The compartmental module
In the compartmental module, the user can choose from a set of drag and drop model-building icons representing compartments, transfers (0th-order, linear, Michaelis–Menten kinetics, etc.), and delays to build a visual representation of a system on a drawing canvas. For each icon, attributes can be defined using dialogue boxes. To simulate the behavior of the model, an experiment must be created (model conditions). Using the drag and drop experiment-building icons, the user directly specifies inputs and sampling sites. Each has an attribute box where, for example, measurement equations are written and associations with data elements are made. The example of a two compartmental model for the oral absorption of a candidate drug (#1) and the plasma elimination (#2) is depicted in Figure 1. Note that the input (dose) is in the digestive compartment 1, while the output (observations) is made in the plasma compartment 2. The Compartmental Module is the most used feature of SAAM II.

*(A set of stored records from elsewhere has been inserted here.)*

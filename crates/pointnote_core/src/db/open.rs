//! Connection bootstrap for the annotation store.
//!
//! # Responsibility
//! - Open file or in-memory SQLite connections.
//! - Configure pragmas that let unrelated requests insert/delete concurrently.
//! - Trigger schema migrations before returning a usable connection.
//!
//! # Invariants
//! - File connections run in WAL journal mode.
//! - Every connection waits up to `BUSY_TIMEOUT` for a competing writer.
//! - Returned connections have migrations fully applied.

use super::migrations::apply_migrations;
use super::DbResult;
use log::{debug, error, info};
use rusqlite::Connection;
use std::path::Path;
use std::time::{Duration, Instant};

const BUSY_TIMEOUT: Duration = Duration::from_secs(5);

#[derive(Debug, Clone, Copy, PartialEq, Eq)]
enum OpenMode {
    File,
    Memory,
}

impl OpenMode {
    fn as_str(self) -> &'static str {
        match self {
            Self::File => "file",
            Self::Memory => "memory",
        }
    }
}

/// Opens the annotation store file and applies all pending migrations.
///
/// # Side effects
/// - Creates the database file when absent.
/// - Emits `db_open` logging events with duration and status.
pub fn open_db(path: impl AsRef<Path>) -> DbResult<Connection> {
    let path = path.as_ref();
    open_with(OpenMode::File, || Connection::open(path))
}

/// Opens a private in-memory annotation store.
///
/// Each call yields an independent, empty store.
pub fn open_db_in_memory() -> DbResult<Connection> {
    open_with(OpenMode::Memory, Connection::open_in_memory)
}

fn open_with(
    mode: OpenMode,
    connect: impl FnOnce() -> rusqlite::Result<Connection>,
) -> DbResult<Connection> {
    let started_at = Instant::now();
    debug!("event=db_open module=db status=start mode={}", mode.as_str());

    let mut conn = match connect() {
        Ok(conn) => conn,
        Err(err) => {
            error!(
                "event=db_open module=db status=error mode={} duration_ms={} error_code=db_open_failed error={}",
                mode.as_str(),
                started_at.elapsed().as_millis(),
                err
            );
            return Err(err.into());
        }
    };

    match bootstrap_connection(&mut conn, mode) {
        Ok(()) => {
            info!(
                "event=db_open module=db status=ok mode={} duration_ms={}",
                mode.as_str(),
                started_at.elapsed().as_millis()
            );
            Ok(conn)
        }
        Err(err) => {
            error!(
                "event=db_open module=db status=error mode={} duration_ms={} error_code=db_bootstrap_failed error={}",
                mode.as_str(),
                started_at.elapsed().as_millis(),
                err
            );
            Err(err)
        }
    }
}

fn bootstrap_connection(conn: &mut Connection, mode: OpenMode) -> DbResult<()> {
    conn.busy_timeout(BUSY_TIMEOUT)?;
    if mode == OpenMode::File {
        // journal_mode returns the resulting mode as a row.
        conn.query_row("PRAGMA journal_mode = WAL;", [], |_| Ok(()))?;
    }
    apply_migrations(conn)?;
    Ok(())
}
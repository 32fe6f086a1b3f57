//! Client side of PointNote: the HTTP data layer and the UI controller that
//! keeps the annotation list and 3D markers in sync with the service.

pub mod client;
pub mod controller;
pub mod viewer;

pub use client::{AnnotationApi, AnnotationClient, ClientConfig, RequestError, RequestErrorKind};
pub use controller::{
    AnnotationController, AnnotationListItem, AnnotationListView, ClearAllOutcome, Confirmation,
    FormState, PendingAnnotation, Toast, ToastKind,
};
pub use viewer::{marker_label, ViewerAdapter, MARKER_LABEL_CHARS};
//! Annotation use-case service.
//!
//! # Responsibility
//! - Implement the Create / List / Delete operations on top of a repository.
//! - Re-validate every input; callers (including our own client) are untrusted.
//!
//! # Invariants
//! - A validation failure never reaches the repository.
//! - Each operation issues at most one store call.
//! - Delete reports success whether or not the key existed.
//! - Annotation text never appears in logs; only its byte length does.

use crate::model::annotation::{
    validate_id, Annotation, AnnotationValidationError, CreateAnnotationInput,
};
use crate::repo::annotation_repo::{AnnotationRepository, RepoError};
use log::{error, info, warn};
use std::error::Error;
use std::fmt::{Display, Formatter};
use std::time::Instant;

/// Service error split into client faults and infrastructure faults.
#[derive(Debug)]
pub enum ServiceError {
    /// Client-supplied data violates the contract. No store mutation happened.
    Validation(AnnotationValidationError),
    /// The store was unavailable or returned unusable data.
    Store(RepoError),
}

impl ServiceError {
    pub fn is_validation(&self) -> bool {
        matches!(self, Self::Validation(_))
    }
}

impl Display for ServiceError {
    fn fmt(&self, f: &mut Formatter<'_>) -> std::fmt::Result {
        match self {
            Self::Validation(err) => write!(f, "{err}"),
            Self::Store(err) => write!(f, "{err}"),
        }
    }
}

impl Error for ServiceError {
    fn source(&self) -> Option<&(dyn Error + 'static)> {
        match self {
            Self::Validation(err) => Some(err),
            Self::Store(err) => Some(err),
        }
    }
}

impl From<AnnotationValidationError> for ServiceError {
    fn from(value: AnnotationValidationError) -> Self {
        Self::Validation(value)
    }
}

impl From<RepoError> for ServiceError {
    fn from(value: RepoError) -> Self {
        match value {
            // Write-path validation failures stay client faults.
            RepoError::Validation(err) => Self::Validation(err),
            other => Self::Store(other),
        }
    }
}

/// Stateless facade over one repository handle.
pub struct AnnotationService<R: AnnotationRepository> {
    repo: R,
}

impl<R: AnnotationRepository> AnnotationService<R> {
    /// Creates a service using the provided repository implementation.
    pub fn new(repo: R) -> Self {
        Self { repo }
    }

    /// Validates `input`, then inserts a new annotation.
    ///
    /// # Contract
    /// - Generates a fresh id and `created_at`.
    /// - Stores trimmed text.
    /// - Returns the full record exactly as persisted.
    pub fn create_annotation(
        &self,
        input: &CreateAnnotationInput,
    ) -> Result<Annotation, ServiceError> {
        let started_at = Instant::now();
        let draft = input.validate().inspect_err(|err| {
            warn!(
                "event=annotation_create module=service status=rejected reason={:?}",
                err
            );
        })?;

        let annotation = Annotation::new(draft);
        match self.repo.insert_annotation(&annotation) {
            Ok(id) => {
                info!(
                    "event=annotation_create module=service status=ok annotation_id={} text_bytes={} duration_ms={}",
                    id,
                    annotation.text.len(),
                    started_at.elapsed().as_millis()
                );
                Ok(annotation)
            }
            Err(err) => {
                error!(
                    "event=annotation_create module=service status=error duration_ms={} error={}",
                    started_at.elapsed().as_millis(),
                    err
                );
                Err(err.into())
            }
        }
    }

    /// Returns every stored annotation in unspecified order.
    pub fn list_annotations(&self) -> Result<Vec<Annotation>, ServiceError> {
        let started_at = Instant::now();
        match self.repo.scan_annotations() {
            Ok(annotations) => {
                info!(
                    "event=annotation_list module=service status=ok count={} duration_ms={}",
                    annotations.len(),
                    started_at.elapsed().as_millis()
                );
                Ok(annotations)
            }
            Err(err) => {
                error!(
                    "event=annotation_list module=service status=error duration_ms={} error={}",
                    started_at.elapsed().as_millis(),
                    err
                );
                Err(ServiceError::Store(err))
            }
        }
    }

    /// Deletes the annotation keyed by `id`.
    ///
    /// # Contract
    /// - Blank `id` -> `ValidationError::MissingId`.
    /// - An absent key is still a success; the store primitive is idempotent.
    pub fn delete_annotation(&self, id: &str) -> Result<(), ServiceError> {
        let started_at = Instant::now();
        let key = validate_id(id).inspect_err(|err| {
            warn!(
                "event=annotation_delete module=service status=rejected reason={:?}",
                err
            );
        })?;

        match self.repo.delete_annotation(key) {
            Ok(existed) => {
                info!(
                    "event=annotation_delete module=service status=ok annotation_id={} existed={} duration_ms={}",
                    key,
                    existed,
                    started_at.elapsed().as_millis()
                );
                Ok(())
            }
            Err(err) => {
                error!(
                    "event=annotation_delete module=service status=error annotation_id={} duration_ms={} error={}",
                    key,
                    started_at.elapsed().as_millis(),
                    err
                );
                Err(err.into())
            }
        }
    }
}

#[cfg(test)]
mod tests {
    use super::*;
    use crate::db::DbError;
    use crate::model::annotation::AnnotationId;
    use crate::repo::annotation_repo::RepoResult;
    use serde_json::json;
    use std::cell::{Cell, RefCell};

    /// Repository double that records calls and can simulate an outage.
    #[derive(Default)]
    struct RecordingRepo {
        rows: RefCell<Vec<Annotation>>,
        calls: Cell<usize>,
        unavailable: bool,
    }

    impl RecordingRepo {
        fn outage() -> RepoError {
            RepoError::Db(DbError::Sqlite(rusqlite::Error::InvalidQuery))
        }
    }

    impl AnnotationRepository for &RecordingRepo {
        fn insert_annotation(&self, annotation: &Annotation) -> RepoResult<AnnotationId> {
            self.calls.set(self.calls.get() + 1);
            if self.unavailable {
                return Err(RecordingRepo::outage());
            }
            self.rows.borrow_mut().push(annotation.clone());
            Ok(annotation.annotation_id)
        }

        fn scan_annotations(&self) -> RepoResult<Vec<Annotation>> {
            self.calls.set(self.calls.get() + 1);
            if self.unavailable {
                return Err(RecordingRepo::outage());
            }
            Ok(self.rows.borrow().clone())
        }

        fn delete_annotation(&self, key: &str) -> RepoResult<bool> {
            self.calls.set(self.calls.get() + 1);
            if self.unavailable {
                return Err(RecordingRepo::outage());
            }
            let mut rows = self.rows.borrow_mut();
            let before = rows.len();
            rows.retain(|row| row.annotation_id.to_string() != key);
            Ok(rows.len() != before)
        }
    }

    fn input(value: serde_json::Value) -> CreateAnnotationInput {
        serde_json::from_value(value).unwrap()
    }

    #[test]
    fn create_trims_text_and_assigns_identity() {
        let repo = RecordingRepo::default();
        let service = AnnotationService::new(&repo);

        let created = service
            .create_annotation(&input(json!({
                "x": 1.5,
                "y": -2.25,
                "z": 0,
                "text": "  corner crack ",
            })))
            .unwrap();

        assert_eq!(created.text, "corner crack");
        assert!(!created.annotation_id.is_nil());
        assert_eq!(repo.rows.borrow().as_slice(), std::slice::from_ref(&created));
    }

    #[test]
    fn rejected_create_never_reaches_the_store() {
        let repo = RecordingRepo::default();
        let service = AnnotationService::new(&repo);

        let err = service
            .create_annotation(&input(json!({
                "x": 1,
                "y": 2,
                "z": 3,
                "text": "a".repeat(257),
            })))
            .unwrap_err();

        assert!(err.is_validation());
        assert_eq!(repo.calls.get(), 0);
    }

    #[test]
    fn blank_delete_id_never_reaches_the_store() {
        let repo = RecordingRepo::default();
        let service = AnnotationService::new(&repo);

        let err = service.delete_annotation(" ").unwrap_err();
        assert!(matches!(
            err,
            ServiceError::Validation(AnnotationValidationError::MissingId)
        ));
        assert_eq!(repo.calls.get(), 0);
    }

    #[test]
    fn store_outage_is_an_infrastructure_error() {
        let repo = RecordingRepo {
            unavailable: true,
            ..RecordingRepo::default()
        };
        let service = AnnotationService::new(&repo);

        assert!(matches!(
            service.list_annotations().unwrap_err(),
            ServiceError::Store(_)
        ));
        assert!(matches!(
            service.delete_annotation("abc").unwrap_err(),
            ServiceError::Store(_)
        ));
        let err = service
            .create_annotation(&input(json!({"x": 1, "y": 2, "z": 3, "text": "ok"})))
            .unwrap_err();
        assert!(!err.is_validation());
    }
}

The non-compartmental module (numerical module)
The Numerical module is also available but less frequently used; it lets you write directly the equations of the model or model directly the data by predefined functions. The latter allows you to carry out a non-compartmental analysis of the data.

Main computational algorithms 
For ODE solving it uses 3 types of integrators: RK 4-5th order, something like ode45 in MATLAB; a method based on the Pade approximation of the matrix exponential; and typical Rosenbrock methods. Paremeter optimization is based on Gaussian-Newton algorithm.

An appreciated feature of SAAM is the creation of a weighting scheme based on the supposed measurement error as well as the Bayesian fitting. When selected, the Bayesian fitting is particularly powerful in parameter estimation accuracy. SAAM allows the estimation of complicated structures even where theoretical structural identification is not successful or too complex to assess. However, when the model tends to hard unidentifiability, SAAM pops a message as the precision of the estimates is not computable. This is a commonsense and practical feature of SAAM which gives an important leeway in parameter fitting of rather complex structures with few data observations, whereas other fitting software fails.

Validation
A validation of the software (numerical) performance was carried out against the industry gold-standard PK analysis software, Phoenix WinNonlin. In general, there was good agreement (<1% difference) between SAAM II and WinNonlin in terms of parameter estimates and model predictions

popKinetics plug-in
popKinetics is an add-on to SAAM II and a powerful simulator to simulate the PK of a drug in populations with variability in data and model parameters. It was funded by the NIH for the population analysis of the compartmental models built in SAAM II. It has a user interface that is easy to use (no programming or pseudo-code is needed). It computes the Standard Two-Stage and Iterated Two-Stage approaches for population parameters with their confidence intervals. Few if any assumptions about the population are necessary prior to analysis. For example, clinical trials can be simulated to determine the effect of varying dosing regimens.

Impact and notable work
The Type 1 Diabetes Simulator (AKA, Padua-Virginia Simulator) allows the simulation of the glucose and insulin profile of a type 1 diabetic. In 2008 the US Food and Drug Administration accepted the T1D simulator developed by University of Virginia and University of Padova as a substitute for preclinical trials for certain insulin treatments, including closed-loop algorithms for artificial pancreas. Cobelli and Kovatchev labs prototyped the simulator in SAAM II.

Classic pharmacokinetic studies using SAAM II are by Foster and Vicini labs, while more complex lipid dynamics studies are by Barrett lab in Australia.
SAAM II is currently employed for prototyping PBPK models. When complex mechanisms participate in the PK of new drugs or formulations, SAAM II can be used for rapid in vivo testing. Perazzolo and colleagues in Seattle use SAAM II jointly with experimental data to inform nanoparticle PBPK and the clinical transition of long-acting or extended-release therapies.

Education
SAAM II is present in several curricula in Universities in the US and around the world, especially in biomedical engineering and pharmacy courses, such as USC Mann School of Pharmacy or UCLA bioengineering.